Chemotherapy in the bigger picture of cancer treatment
Cancer is traditionally treated with three “modalities”: surgery, radiation, and chemotherapy. In the dark humor of oncology these are called:
- Slash
- Burn
- Poison
Be careful not to take these literally. Surgery is not random slashing, but selected removal of diseased tissue and some healthy tissue. Radiation treatment isn’t blunt burning, but targeted direction of ionizing radiation to areas of the body with malignant cells in the hope that the cells will be killed or rendered unable to reproduce. Chemotherapy isn’t just poisoning with intent to harm the whole body; it is applied to destroy malignant cells or stop the cancer from propagating.

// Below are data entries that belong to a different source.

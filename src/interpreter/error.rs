use thiserror::Error;

use crate::lexer::LexError;
use crate::parser::ParseError;
use crate::runtime::RuntimeError;

/// Any failure of a full lex, parse and run pipeline.
#[derive(Debug, Error, Clone, PartialEq, Eq)]
pub enum MythonError {
    #[error(transparent)]
    Lex(#[from] LexError),
    #[error(transparent)]
    Parse(ParseError),
    #[error(transparent)]
    Runtime(#[from] RuntimeError),
}

impl From<ParseError> for MythonError {
    fn from(error: ParseError) -> Self {
        match error {
            ParseError::Lex(error) => Self::Lex(error),
            error => Self::Parse(error),
        }
    }
}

Other therapies we discuss on this website could be considered chemotherapy. Thirty years ago chemotherapy meant use of cytotoxic medicines. When kinase inhibitors first hit the market, some did not consider them chemotherapy. Today all sorts of targeted therapies including immunotherapy fall under the umbrella of chemotherapy.
Combination Therapy
Combination therapy just means more than one modality is used, and it is very common. The patient might have surgery and radiation, or radiation and chemotherapy, or all three. Combination therapy is distinct from combination chemotherapy which means more than one type of chemotherapy agent is administered. Clinicians have come up with all sorts of regimens to treat patients – adjuvant chemotherapy is when the drugs are given after the surgery or radiation, neoadjuvant chemotherapy is when they are given in advance of the main treatment. It is also common for a patient to receive cytotoxic chemotherapy and immunotherapy together.
Half of patients who develop cancer get some form of chemotherapy treatment. Most chemotherapy drugs kill cancer cells outright, or stop their reproduction and spread by inhibiting metabolic functions of the cancer cell. These drugs are called cytotoxic. They can also act on healthy cells (because they also divide) which is the basis for side effects and unwanted complications of therapy.

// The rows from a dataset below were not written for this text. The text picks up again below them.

use std::io::{BufRead, Write};

use log::debug;

use crate::ast::Program;
use crate::lexer::Lexer;
use crate::parser;
use crate::runtime::error::RuntimeResult;
use crate::runtime::execution::{Closure, Context};

mod error;
mod runtime;

pub use error::MythonError;

/// Tree-walking executor for parsed programs.
///
/// Every `print` of the program is written to the sink given at construction.
pub struct Interpreter<'a> {
    output: &'a mut dyn Write,
}

impl<'a> Interpreter<'a> {
    pub fn new(output: &'a mut dyn Write) -> Self {
        Self { output }
    }

    /// Executes `program` in a fresh top-level scope.
    ///
    /// A top-level `return` with a non-None value ends the run early without
    /// error.
    pub fn run(&mut self, program: &Program) -> RuntimeResult<()> {
        debug!(
            "running program with {} top-level statements",
            program.statements.len()
        );
        let mut globals = Closure::new();
        let mut context = Context::new(&mut *self.output);
        runtime::execute_block(&program.statements, &mut globals, &mut context)?;
        debug!("program finished with {} global bindings", globals.len());
        Ok(())
    }
}

/// Lexes, parses and runs the Mython source read from `input`.
pub fn run_program(input: impl BufRead, output: &mut dyn Write) -> Result<(), MythonError> {
    let program = parser::parse_program(Lexer::new(input)?)?;
    Interpreter::new(output).run(&program)?;
    Ok(())
}

#[cfg(test)]
mod tests {
    use super::*;
    use crate::lexer::LexError;
    use crate::parser::ParseError;
    use crate::runtime::RuntimeError;
    use indoc::indoc;

    fn run(source: &str) -> (Result<(), MythonError>, String) {
        let mut output = Vec::new();
        let result = run_program(source.as_bytes(), &mut output);
        (result, String::from_utf8(output).expect("utf8 output"))
    }

    fn run_ok(source: &str) -> String {
        let (result, output) = run(source);
        result.expect("program failed");
        output
    }

    #[test]
    fn simple_prints() {
        let input = indoc! {"
            print 57
            print 10, 24, -8
            print 'hello'
            print \"world\"
            print True, False
            print
            print None
        "};
        assert_eq!(
            run_ok(input),
            "57\n10 24 -8\nhello\nworld\nTrue False\n\nNone\n"
        );
    }

    #[test]
    fn assignments_rebind_names() {
        let input = indoc! {"
            x = 57
            print x
            x = 'C++ black belt'
            print x
            y = False
            x = y
            print x
            x = None
            print x, y
        "};
        assert_eq!(run_ok(input), "57\nC++ black belt\nFalse\nNone False\n");
    }

    #[test]
    fn arithmetic() {
        let input = "print 1+2+3+4+5, 1*2*3*4*5, 1-2-3-4-5, 36/4/3, 2*5+10/2\n";
        assert_eq!(run_ok(input), "15 120 -13 3 15\n");
    }

    #[test]
    fn variables_are_pointers() {
        let input = indoc! {"
            class Counter:
              def __init__():
                self.value = 0

              def add():
                self.value = self.value + 1

            class Dummy:
              def do_add(counter):
                counter.add()

            x = Counter()
            y = x

            x.add()
            y.add()

            print x.value

            d = Dummy()
            d.do_add(x)

            print y.value
        "};
        assert_eq!(run_ok(input), "2\n3\n");
    }

    #[test]
    fn class_without_init_has_no_fields() {
        let input = indoc! {"
            class Empty:
              def describe():
                return 'empty'

            e = Empty()
            print e.describe()
            print Empty
        "};
        assert_eq!(run_ok(input), "empty\nClass Empty\n");
    }

    #[test]
    fn inheritance_and_str() {
        let input = indoc! {"
            class Shape:
              def __str__():
                return 'Shape'

              def area():
                return 'Not implemented'

            class Rect(Shape):
              def __init__(w, h):
                self.w = w
                self.h = h

              def __str__():
                return 'Rect(' + str(self.w) + 'x' + str(self.h) + ')'

              def area():
                return self.w * self.h

            class Square(Rect):
              def __init__(side):
                self.w = side
                self.h = side

            s = Shape()
            r = Rect(10, 20)
            q = Square(3)
            print s, s.area()
            print r, r.area()
            print q, q.area()
        "};
        assert_eq!(
            run_ok(input),
            "Shape Not implemented\nRect(10x20) 200\nRect(3x3) 9\n"
        );
    }

    #[test]
    fn early_return_through_conditionals() {
        let input = indoc! {"
            class Sign:
              def of(x):
                if x > 0:
                  return 'positive'
                else:
                  if x < 0:
                    return 'negative'
                return 'zero'

              def nothing():
                x = 1

            s = Sign()
            print s.of(5), s.of(-3), s.of(0)
            print s.nothing()
        "};
        assert_eq!(run_ok(input), "positive negative zero\nNone\n");
    }

    #[test]
    fn recursive_method_calls() {
        let input = indoc! {"
            class Math:
              def fact(n):
                if n <= 1:
                  return 1
                return n * self.fact(n - 1)

            m = Math()
            print m.fact(10)
        "};
        assert_eq!(run_ok(input), "3628800\n");
    }

    #[test]
    fn operator_overloading() {
        let input = indoc! {"
            class Money:
              def __init__(amount):
                self.amount = amount

              def __add__(other):
                return self.amount + other.amount

              def __str__():
                return str(self.amount) + ' EUR'

            a = Money(5)
            print a, a + Money(7)
        "};
        assert_eq!(run_ok(input), "5 EUR 12\n");
    }

    #[test]
    fn logic_and_comparisons() {
        let input = indoc! {"
            x = 4
            print x == 4, x != 4, x < 5, x > 5, x <= 4, x >= 5
            print 'abc' < 'abd', not x, x and '', 0 or 'yes'
            if x > 2 and x < 10:
              print 'in range'
            else:
              print 'out of range'
        "};
        assert_eq!(
            run_ok(input),
            "True False True False True False\nTrue False False True\nin range\n"
        );
    }

    #[test]
    fn top_level_return_stops_silently() {
        let input = indoc! {"
            print 1
            return 2
            print 3
        "};
        assert_eq!(run_ok(input), "1\n");
    }

    #[test]
    fn runtime_error_keeps_earlier_output() {
        let (result, output) = run("print 1\nprint 1/0\nprint 2\n");
        assert_eq!(
            result,
            Err(MythonError::Runtime(RuntimeError::DivisionByZero))
        );
        assert_eq!(output, "1\n");
    }

    #[test]
    fn reports_runtime_errors() {
        let (result, _) = run("print y\n");
        assert_eq!(
            result,
            Err(MythonError::Runtime(RuntimeError::UnknownVariable {
                name: "y".to_string()
            }))
        );

        let input = indoc! {"
            class Point:
              def __init__(x):
                self.x = x

            p = Point()
        "};
        assert!(matches!(
            run(input).0,
            Err(MythonError::Runtime(RuntimeError::MethodNotFound { arity: 0, .. }))
        ));

        let input = indoc! {"
            Point = 1
            class Point:
              def f():
                return 1
        "};
        assert!(matches!(
            run(input).0,
            Err(MythonError::Runtime(RuntimeError::ClassRedefinition { .. }))
        ));

        assert!(matches!(
            run("print 1 + 'a'\n").0,
            Err(MythonError::Runtime(RuntimeError::UnsupportedOperands { .. }))
        ));
    }

    #[test]
    fn frontend_errors_produce_no_output() {
        let (result, output) = run("print 1\nprint foo()\n");
        assert!(matches!(
            result,
            Err(MythonError::Parse(ParseError::FreeFunction { .. }))
        ));
        assert_eq!(output, "");

        let (result, output) = run("print 1\nprint $\n");
        assert!(matches!(
            result,
            Err(MythonError::Lex(LexError::UnrecognizedToken { line: 2, .. }))
        ));
        assert_eq!(output, "");
    }

    #[test]
    fn interpreter_runs_are_independent() {
        let program = parser::parse("x = 1\nprint x\n").expect("parse failed");
        let mut output = Vec::new();
        let mut interpreter = Interpreter::new(&mut output);
        interpreter.run(&program).expect("first run");
        interpreter.run(&program).expect("second run");
        assert_eq!(String::from_utf8(output).expect("utf8"), "1\n1\n");
    }
}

Apoptosis is a fancy word for cell death. There are actually two words for cell death – necrosis which is when the cell is damaged and apoptosis which is a more natural form of cell death in healthy tissue. Cancer resists apoptosis so drugs that kill cells are used as chemotherapy. The challenge is to find some way cancer cells are different from healthy cells and to design a drug that exploits that difference.
Cytotoxic therapy
At one time all chemotherapy for cancer was cytotoxic, meaning it destroyed cells. Cancer cells multiply faster than healthy ones, so if a drug could kill multiplying cells it preferentially eliminated cancerous cells. While this process worked, it is a blunt tool for attacking cancer, and resulted in side effects which were often debilitating. At Callaix we sometimes refer to the cytotoxic drugs as “old style” chemotherapy, but that is not intended as an insult. The drugs were often invented years ago (and are no longer under patent protection) and work through a cytotoxic mechanism, but oncologists still use these medicines.

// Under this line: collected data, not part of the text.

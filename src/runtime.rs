//! Runtime object model: values, classes, comparison operators and the
//! per-run execution state the tree walker threads through every node.
pub mod class;
pub mod comparators;
pub mod error;
pub mod execution;
pub mod object;

pub use error::{RuntimeError, RuntimeResult};
pub use execution::{Closure, Context};
pub use object::{Object, ObjectHolder};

Alkylating agents attack cancer at the chromosomal level: they react directly with molecules in the nucleus and cause cell death. Like most conventional chemo agents they are cytotoxic and work mostly in the reproductive phase of the cell’s life. Anthracyclines are derived from bacteria are likewise cytotoxic and work in every phase of the cell cycle. Plant-derived drugs such as paclitaxel and the vinca alkaloids work in the mitotic phase of reproduction.
Gene therapy
Gene therapy is on the cutting edge of medical treatment, and has had success in only a few niches. However, its intellectual appeal is such that it continues to attract research. Cancer is essentially a genetic disease, in that all cancer cells have some alteration of gene expression. While drug therapy goes after the effects of the errant genes, gene therapy changes the genes themselves. More on gene therapy
Targeted chemotherapy
Kinase inhibitors and other signal transduction inhibitors were introduced in the 21st Century and overcame a major limitation of earlier chemotherapies: they discriminate between normal cells and cancerous ones on the basis of cellular metabolism, and their use leads to fewer off-target effects. Kinase inhibitors are generally less toxic than the older generation of chemotherapy drugs.
The names of these drugs often end in “-mab” or “-ib”. MAB stands for monoclonal antibody, and these drugs are used when receptor targets are overexpressed on the outside of cancer cells. The antibodies are too big to go through the cell membrane. The “-ib” drugs, however, enter into the cells and interfere with proteins that cause malignant cells to multiply.